Seagate expects to put to market larger, faster enterprise HDDs by 2019 thanks to engineering advancements in spinning hard drive design. The technology is called HAMR, and with it, the company expects to make available hard drives up to 20 TB capacity in the next few years, and 50 TB HDDs within the decade.
What exactly is HAMR technology?
Heat-Assisted Magnetic Recording (HAMR) is a way to increase drive performance for high-capacity hard disk drives. If you open up the metal encasement of a HDD, you’ll find a stack of platters composed of small, sub-micrometer magnetic bits. The smaller the bits, the higher capacity of the drive. However, the current method that HDDs use for data writes, called Perpendicular Magnetic Recording (PMR), becomes error-prone as magnetic bits reach a certain size, a limiting factor for HDD capacity.
Adding a heated layer of material on the drive platter makes the write process more stable when the bits are small. Seagate’s new drive mechanism adds the necessary heat, which effectively shrinks the bits and increases the density of writable space on the drive platters while maintaining integrity for the data.
Fast HDDs don’t have to be low-RPM
Hard drive performance—how fast a computer is able to read/write to a HDD—is understood in terms of operations per second, or IOPS. IOPS is tied to how fast the platters spin inside the drive, measured in rotations per minute (RPM). Throughout the history of hard disk storage, HDD engineers balanced a trade-off between drive speed and drive capacity. This is why we see expansive archival HDDs have comparatively lower RPMs than smaller capacity drives.

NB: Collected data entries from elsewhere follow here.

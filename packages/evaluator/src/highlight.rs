//! Build-time syntax highlighting for listing blocks.
//!
//! Each supported language gets a small logos lexer that classifies tokens
//! into a fixed set of `hl-*` span classes; everything else (including
//! unknown languages) is emitted as escaped plain text. The output is
//! static markup — no highlighter runs in the visitor's browser.

use crate::escape::escape_text;
use crate::fragment::Language;
use logos::Logos;

/// Highlight a fragment body for its listing block. The result is
/// HTML-escaped and safe for the HTML text context.
pub fn highlight(language: &Language, source: &str) -> String {
    match language {
        Language::Css => highlight_with::<CssToken>(source),
        Language::Javascript => highlight_with::<JsToken>(source),
        Language::Html => highlight_with::<HtmlToken>(source),
        Language::Other(_) => escape_text(source),
    }
}

/// Token class assignment for one language's lexer
trait ClassifiedToken {
    fn class(&self) -> Option<&'static str>;
}

fn highlight_with<'src, T>(source: &'src str) -> String
where
    T: Logos<'src, Source = str> + ClassifiedToken,
    T::Extras: Default,
{
    let mut lexer = T::lexer(source);
    let mut out = String::with_capacity(source.len() * 2);
    let mut cursor = 0;

    while let Some(result) = lexer.next() {
        let span = lexer.span();
        // Bytes logos skipped over (shouldn't happen without skip rules,
        // but never drop input)
        if span.start > cursor {
            out.push_str(&escape_text(&source[cursor..span.start]));
        }

        let slice = &source[span.clone()];
        match result.ok().and_then(|token| token.class()) {
            Some(class) => {
                out.push_str("<span class=\"");
                out.push_str(class);
                out.push_str("\">");
                out.push_str(&escape_text(slice));
                out.push_str("</span>");
            }
            None => out.push_str(&escape_text(slice)),
        }
        cursor = span.end;
    }

    if cursor < source.len() {
        out.push_str(&escape_text(&source[cursor..]));
    }
    out
}

#[derive(Logos, Debug, Clone, PartialEq)]
enum CssToken {
    #[regex(r"/\*([^*]|\*[^/])*\*/")]
    Comment,

    #[regex(r#""([^"\\]|\\.)*""#)]
    #[regex(r"'([^'\\]|\\.)*'")]
    String,

    #[regex(r"@[a-zA-Z-]+")]
    AtKeyword,

    #[regex(r"#[0-9a-fA-F]{3,8}")]
    Color,

    #[regex(r"-?[0-9]+(\.[0-9]+)?(px|em|rem|%|vh|vw|s|ms|fr|deg)?", priority = 3)]
    Number,

    #[regex(r"[a-zA-Z_-][a-zA-Z0-9_-]*")]
    Ident,

    #[regex(r"[ \t\r\n]+")]
    Whitespace,
}

impl ClassifiedToken for CssToken {
    fn class(&self) -> Option<&'static str> {
        match self {
            CssToken::Comment => Some("hl-comment"),
            CssToken::String => Some("hl-string"),
            CssToken::AtKeyword => Some("hl-keyword"),
            CssToken::Color | CssToken::Number => Some("hl-number"),
            CssToken::Ident | CssToken::Whitespace => None,
        }
    }
}

#[derive(Logos, Debug, Clone, PartialEq)]
enum JsToken {
    #[regex(r"//[^\n]*")]
    #[regex(r"/\*([^*]|\*[^/])*\*/")]
    Comment,

    #[regex(r#""([^"\\]|\\.)*""#)]
    #[regex(r"'([^'\\]|\\.)*'")]
    #[regex(r"`([^`\\]|\\.)*`")]
    String,

    #[regex(
        r"(break|case|catch|class|const|continue|default|do|else|export|extends|false|finally|for|function|if|import|in|instanceof|let|new|null|of|return|super|switch|this|throw|true|try|typeof|undefined|var|while|yield|async|await)",
        priority = 10
    )]
    Keyword,

    #[regex(r"[0-9]+(\.[0-9]+)?")]
    Number,

    #[regex(r"[A-Za-z_$][A-Za-z0-9_$]*")]
    Ident,

    #[regex(r"[ \t\r\n]+")]
    Whitespace,
}

impl ClassifiedToken for JsToken {
    fn class(&self) -> Option<&'static str> {
        match self {
            JsToken::Comment => Some("hl-comment"),
            JsToken::String => Some("hl-string"),
            JsToken::Keyword => Some("hl-keyword"),
            JsToken::Number => Some("hl-number"),
            JsToken::Ident | JsToken::Whitespace => None,
        }
    }
}

#[derive(Logos, Debug, Clone, PartialEq)]
enum HtmlToken {
    #[regex(r"<!--([^-]|-[^-]|--[^>])*-->")]
    Comment,

    #[regex(r"</?[a-zA-Z][a-zA-Z0-9-]*")]
    TagName,

    #[token(">")]
    #[token("/>")]
    TagEnd,

    #[regex(r#""[^"]*""#)]
    #[regex(r"'[^']*'")]
    String,

    #[regex(r"[a-zA-Z_][a-zA-Z0-9_-]*")]
    Word,

    #[regex(r"[ \t\r\n]+")]
    Whitespace,
}

impl ClassifiedToken for HtmlToken {
    fn class(&self) -> Option<&'static str> {
        match self {
            HtmlToken::Comment => Some("hl-comment"),
            HtmlToken::TagName | HtmlToken::TagEnd => Some("hl-keyword"),
            HtmlToken::String => Some("hl-string"),
            HtmlToken::Word | HtmlToken::Whitespace => None,
        }
    }
}

#[cfg(test)]
mod tests {
    use super::*;

    /// Drop the highlight spans, leaving only the escaped text content.
    fn strip_spans(html: &str) -> String {
        let mut out = String::new();
        let mut rest = html;
        while let Some(start) = rest.find("<span class=\"") {
            out.push_str(&rest[..start]);
            match rest[start..].find('>') {
                Some(end) => rest = &rest[start + end + 1..],
                None => break,
            }
        }
        out.push_str(rest);
        out.replace("</span>", "")
    }

    #[test]
    fn test_highlight_never_alters_text_content() {
        let cases = [
            (Language::Css, ".x { color: #ff0000; margin: 4px; }"),
            (Language::Javascript, "const x = \"a < b\"; // note"),
            (Language::Html, "<p class=\"x\">hi &amp; bye</p>"),
            (Language::Other("foo".to_string()), "plain <text>"),
        ];
        for (language, source) in &cases {
            let highlighted = highlight(language, source);
            assert_eq!(
                strip_spans(&highlighted),
                escape_text(source),
                "language: {:?}",
                language
            );
        }
    }

    #[test]
    fn test_css_classes() {
        let highlighted = highlight(&Language::Css, "/* note */ .x { color: #fff; width: 10px; }");
        assert!(highlighted.contains("<span class=\"hl-comment\">/* note */</span>"));
        assert!(highlighted.contains("<span class=\"hl-number\">#fff</span>"));
        assert!(highlighted.contains("<span class=\"hl-number\">10px</span>"));
    }

    #[test]
    fn test_js_keywords_and_strings() {
        let highlighted = highlight(&Language::Javascript, "const greeting = 'hi';");
        assert!(highlighted.contains("<span class=\"hl-keyword\">const</span>"));
        assert!(highlighted.contains("<span class=\"hl-string\">'hi'</span>"));
        // `greeting` is an identifier, not a keyword
        assert!(!highlighted.contains("<span class=\"hl-keyword\">greeting</span>"));
    }

    #[test]
    fn test_js_keyword_prefix_is_not_keyword() {
        let highlighted = highlight(&Language::Javascript, "constant");
        assert!(!highlighted.contains("hl-keyword"));
    }

    #[test]
    fn test_html_output_is_escaped() {
        let highlighted = highlight(&Language::Html, "<p>hi</p>");
        assert!(!highlighted.contains("<p>"));
        assert!(highlighted.contains("&lt;p"));
        assert!(highlighted.contains("<span class=\"hl-keyword\">&lt;p</span>"));
    }

    #[test]
    fn test_unknown_language_is_plain_escaped() {
        let highlighted = highlight(&Language::Other("foo".to_string()), "a < b");
        assert_eq!(highlighted, "a &lt; b");
    }
}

Dual actuators are better than one
Another new hard drive design aims to give large capacity enterprise storage drives an IOPS boost. The company plans to introduce drives with two actuators, which are the stylus arms that read and write to the platter by 2020.
How do dual actuators work to increase IOPS in large capacity HDDs? Seagate director Jason Fiest explains: “With two actuators operating on a single pivot point, each actuator will control half of the drive’s arms. Half the drive’s recording heads will operate together as a unit, while the other half will operate independently as a separate unit. This enables a hard drive to double its performance while maintaining the same capacity as that of a single actuator drive.”

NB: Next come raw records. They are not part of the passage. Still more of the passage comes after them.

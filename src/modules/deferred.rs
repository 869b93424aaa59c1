// Holds the one navigation request issued before the engine handle exists.
//
// Invariants:
// - before ready, at most one request is pending; a new one replaces it
// - the ready transition drains pending exactly once
// - after ready, every request goes straight to the sink
// - once closed, nothing reaches the sink again

use std::cell::RefCell;

use parking_lot::ReentrantMutex;

use crate::error::BrowserError;
use crate::modules::navigation::NavigationRequest;
use crate::modules::sink::NavigationSink;

/// What `submit` did with a request.
#[derive(Debug, Clone, Copy, PartialEq, Eq)]
pub enum Submitted {
    /// Kept until the handle is ready. A later submit may still replace it.
    Buffered,
    /// Handed to the sink.
    Dispatched,
}

#[derive(Debug, Default)]
struct QueueState {
    pending: Option<NavigationRequest>,
    ready: bool,
    closed: bool,
}

pub struct DeferredNavigationQueue<S> {
    // Reentrant so a sink may submit again from inside a flush on the same thread.
    // The RefCell borrow is never held across a sink call.
    state: ReentrantMutex<RefCell<QueueState>>,
    sink: S,
}

impl<S: NavigationSink> DeferredNavigationQueue<S> {
    pub fn new(sink: S) -> Self {
        Self {
            state: ReentrantMutex::new(RefCell::new(QueueState::default())),
            sink,
        }
    }

    /// A queue for a handle that already exists.
    pub fn new_ready(sink: S) -> Self {
        Self {
            state: ReentrantMutex::new(RefCell::new(QueueState {
                pending: None,
                ready: true,
                closed: false,
            })),
            sink,
        }
    }

    pub fn sink(&self) -> &S {
        &self.sink
    }

    pub fn submit(&self, request: NavigationRequest) -> Result<Submitted, BrowserError> {
        let guard = self.state.lock();

        let (ready, closed) = {
            let state = guard.borrow();
            (state.ready, state.closed)
        };
        if closed {
            return Err(BrowserError::Disposed);
        }
        if ready {
            log::trace!("[Navigation] Dispatching {}", request.location());
            // Lock stays held so a concurrent submit cannot overtake this one.
            request.apply_to(&self.sink)?;
            return Ok(Submitted::Dispatched);
        }

        let location = request.location().to_string();
        if let Some(previous) = guard.borrow_mut().pending.replace(request) {
            log::debug!(
                "[Navigation] {} supersedes pending {}",
                location,
                previous.location()
            );
        } else {
            log::debug!("[Navigation] Deferring {} until the browser is ready", location);
        }
        Ok(Submitted::Buffered)
    }

    /// Marks the handle ready and flushes the pending request, if any.
    ///
    /// Returns whether a request was flushed. Calls after the first, and calls
    /// on a closed queue, are no-ops.
    /// If the sink fails, the request is still dropped from the queue.
    pub fn mark_ready(&self) -> Result<bool, BrowserError> {
        let guard = self.state.lock();

        let pending = {
            let mut state = guard.borrow_mut();
            if state.closed {
                log::debug!("[Navigation] Ready after close, ignoring");
                return Ok(false);
            }
            if state.ready {
                return Ok(false);
            }
            state.ready = true;
            state.pending.take()
        };

        match pending {
            Some(request) => {
                log::debug!("[Navigation] Browser ready, flushing {}", request.location());
                request.apply_to(&self.sink)?;
                Ok(true)
            }
            None => {
                log::debug!("[Navigation] Browser ready, nothing pending");
                Ok(false)
            }
        }
    }

    /// Drops any pending request and refuses all later submits.
    ///
    /// Takes the same lock as `submit`, so a submit racing with close either
    /// finishes first or fails with [`BrowserError::Disposed`].
    pub fn close(&self) {
        let guard = self.state.lock();
        let mut state = guard.borrow_mut();
        state.closed = true;
        if let Some(dropped) = state.pending.take() {
            log::debug!("[Navigation] Closed, dropping pending {}", dropped.location());
        }
    }

    pub fn is_closed(&self) -> bool {
        let guard = self.state.lock();
        let closed = guard.borrow().closed;
        closed
    }

    pub fn is_ready(&self) -> bool {
        let guard = self.state.lock();
        let ready = guard.borrow().ready;
        ready
    }

    pub fn has_pending(&self) -> bool {
        let guard = self.state.lock();
        let pending = guard.borrow().pending.is_some();
        pending
    }
}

HDD vs SSD storage in 2018 and beyond
What does this mean for end users? Seagate plans to focus less on high speed SAS HDD disks, and instead shifting attention to large capacity enterprise disks. Selling into the enterprise space is the company’s growth driver. Sales of high-capacity 10 TB hard drives used in off-premises cloud datacenters carried Seagate’s quarterly profits above expectations, albeit slightly, in Q3 2018. Such drives, called nearline storage in the industry, are the mainstay for large-scale datacenters and cloud services providers.
Seagate anticipates continued growth when its HAMR multi-actuator disk drives reach the market in 2020. The data storage manufacturer is shipping more capacity than ever—87.4 exabytes in the March quarter, up 34 percent year over year, but demand for high-speed 15,000 RPM SAS hard drives is falling off due to ‘cannibalization’ by flash storage options. Seagate executives signal they’re moving away from manufacturing low-capacity, high-speed hard drives and serving enterprise users with NVMe SSD and eventually HAMR spinning drives.
When is faster data storage better data storage?
It is preferable to host cloud applications using a faster hard drive. You want users to feel the best performance when engaging with the application, which is what you get from Seagate Cheetah 15,000 RPM HDDs and enterprise SSDs. Now, as enterprise SSD becomes more affordable, the hunch is cloud hosting companies and large-scale internal on-premises datacenters will opt for NVMe flash storage disks instead of arrays of high-speed, low capacity spinning drives.
Seagate produces Nytro 5000 SSD Series NVMe enterprise SSDs, but company leadership has made comments about being hindered getting the NAND supply it needs to compete against flash market leaders (and key NAND producers) like Samsung, which explains why it’s so excited about HADR technology.
Seagate unveiled its advanced enterprise HDD designs at the 2018 Open Compute Project summit in March.